7. The composition of claim 6, wherein the dissolution agent is citric acid.

8. The composition of claim 1, wherein the chelating agent is present in a concentration range corresponding to 2.42 x 10^-4M to 9.68X 10^-2M EDTA.

9. The composition of claim 1, wherein the concentration of the dissolution agent is in a range corresponding to 9.37 x 10^-4M to 9.37X 10^-2M citric acid.

10. The composition of claim 1, wherein the zinc chelator is EDTA, the dissolution agent is citric acid, and the chelator is present in a concentration range corresponding to 2.42 x 10^-4M to 9.68X 10^-2M EDTA, in a concentration range corresponding to 9.37X 10^-4M to 9.37X 10^-2M citric acid.

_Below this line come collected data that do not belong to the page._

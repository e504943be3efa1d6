//! Validation utilities for transfer planning and picking input

use std::collections::BTreeSet;

use crate::models::{Product, StoreAssignment};

// ============================================================================
// Planning Input
// ============================================================================

/// Validate store code format (2-16 uppercase alphanumeric, `_` or `-`)
pub fn validate_store_code(code: &str) -> Result<(), &'static str> {
    if code.len() < 2 {
        return Err("Store code must be at least 2 characters");
    }
    if code.len() > 16 {
        return Err("Store code must be at most 16 characters");
    }
    if !code
        .chars()
        .all(|c| c.is_ascii_uppercase() || c.is_ascii_digit() || c == '_' || c == '-')
    {
        return Err("Store code must be uppercase alphanumeric only");
    }
    Ok(())
}

/// Validate the caller-supplied store assignments of an allocation run
pub fn validate_assignments(assignments: &[StoreAssignment]) -> Result<(), &'static str> {
    if assignments.is_empty() {
        return Err("At least one store assignment is required");
    }

    let mut seen = BTreeSet::new();
    for assignment in assignments {
        validate_store_code(assignment.store.as_str())?;
        if assignment.assignee_user_id.is_nil() {
            return Err("Assignee must be a valid user");
        }
        if !seen.insert(assignment.store.as_str()) {
            return Err("Each store can be assigned only once");
        }
    }
    Ok(())
}

/// Validate the product catalog of a snapshot
pub fn validate_catalog(products: &[Product]) -> Result<(), &'static str> {
    if products.is_empty() {
        return Err("Product catalog is empty");
    }

    let mut codes = BTreeSet::new();
    for product in products {
        if product.code.trim().is_empty() {
            return Err("Product code cannot be empty");
        }
        if !codes.insert(product.code.as_str()) {
            return Err("Product codes must be unique");
        }
    }
    Ok(())
}

// ============================================================================
// Picking Input
// ============================================================================

/// Scanned barcode payload; only emptiness is checked
pub fn validate_scan_token(token: &str) -> Result<(), &'static str> {
    if token.trim().is_empty() {
        return Err("Scanned code cannot be empty");
    }
    if token.trim().len() > 64 {
        return Err("Scanned code must be at most 64 characters");
    }
    Ok(())
}

/// Picked quantity entered by the operator
pub fn validate_picked_quantity(quantity: i32) -> Result<(), &'static str> {
    if quantity < 0 {
        return Err("Picked quantity cannot be negative");
    }
    Ok(())
}

/// Quantity of an ad-hoc line item
pub fn validate_added_quantity(quantity: i32) -> Result<(), &'static str> {
    if quantity <= 0 {
        return Err("Added quantity must be positive");
    }
    Ok(())
}

/// Trim a completion note; blank notes count as missing
pub fn normalize_note(note: Option<&str>) -> Option<String> {
    note.map(str::trim)
        .filter(|n| !n.is_empty())
        .map(String::from)
}

#[cfg(test)]
mod tests {
    use super::*;
    use uuid::Uuid;

    fn assign(store: &str) -> StoreAssignment {
        StoreAssignment {
            store: store.into(),
            assignee_user_id: Uuid::new_v4(),
        }
    }

    // ========================================================================
    // Planning Input Tests
    // ========================================================================

    #[test]
    fn test_validate_store_code() {
        assert!(validate_store_code("BRNO").is_ok());
        assert!(validate_store_code("PRAHA-2").is_ok());
        assert!(validate_store_code("B").is_err());
        assert!(validate_store_code("brno").is_err());
        assert!(validate_store_code("ABCDEFGHIJKLMNOPQ").is_err());
    }

    #[test]
    fn test_validate_assignments_valid() {
        assert!(validate_assignments(&[assign("BRNO"), assign("ZLIN")]).is_ok());
    }

    #[test]
    fn test_validate_assignments_empty() {
        assert!(validate_assignments(&[]).is_err());
    }

    #[test]
    fn test_validate_assignments_duplicate_store() {
        assert!(validate_assignments(&[assign("BRNO"), assign("BRNO")]).is_err());
    }

    #[test]
    fn test_validate_assignments_nil_user() {
        let assignment = StoreAssignment {
            store: "BRNO".into(),
            assignee_user_id: Uuid::nil(),
        };
        assert!(validate_assignments(&[assignment]).is_err());
    }

    #[test]
    fn test_validate_catalog() {
        assert!(validate_catalog(&[]).is_err());
        assert!(validate_catalog(&[Product::new("A1", "Mýdlo")]).is_ok());
        assert!(validate_catalog(&[Product::new("A1", "Mýdlo"), Product::new("A1", "Jiné")]).is_err());
        assert!(validate_catalog(&[Product::new(" ", "Prázdný")]).is_err());
    }

    // ========================================================================
    // Picking Input Tests
    // ========================================================================

    #[test]
    fn test_validate_scan_token() {
        assert!(validate_scan_token("8590001234567").is_ok());
        assert!(validate_scan_token("  ").is_err());
        assert!(validate_scan_token(&"9".repeat(65)).is_err());
    }

    #[test]
    fn test_validate_quantities() {
        assert!(validate_picked_quantity(0).is_ok());
        assert!(validate_picked_quantity(-1).is_err());
        assert!(validate_added_quantity(1).is_ok());
        assert!(validate_added_quantity(0).is_err());
    }

    #[test]
    fn test_normalize_note() {
        assert_eq!(normalize_note(Some("  rozbité  ")), Some("rozbité".to_string()));
        assert_eq!(normalize_note(Some("   ")), None);
        assert_eq!(normalize_note(None), None);
    }
}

11. The composition of claim 1, wherein the insulin is disposed in a first container in the form of a dry powder and the at least one of a chelator and dissolution agent is disposed in a second container comprising a diluent.

12. The composition of claim 1, provided in the form of a frozen pharmaceutically acceptable medicament for the treatment of diabetes.

13. A method of treating a diabetic individual, the method comprising injecting an effective amount of an injectable insulin composition comprising insulin and an effective amount of a dissolution agent and a zinc chelator to increase uptake and transport of the insulin through epithelial cells as compared to insulin in combination with a zinc chelator and HCl.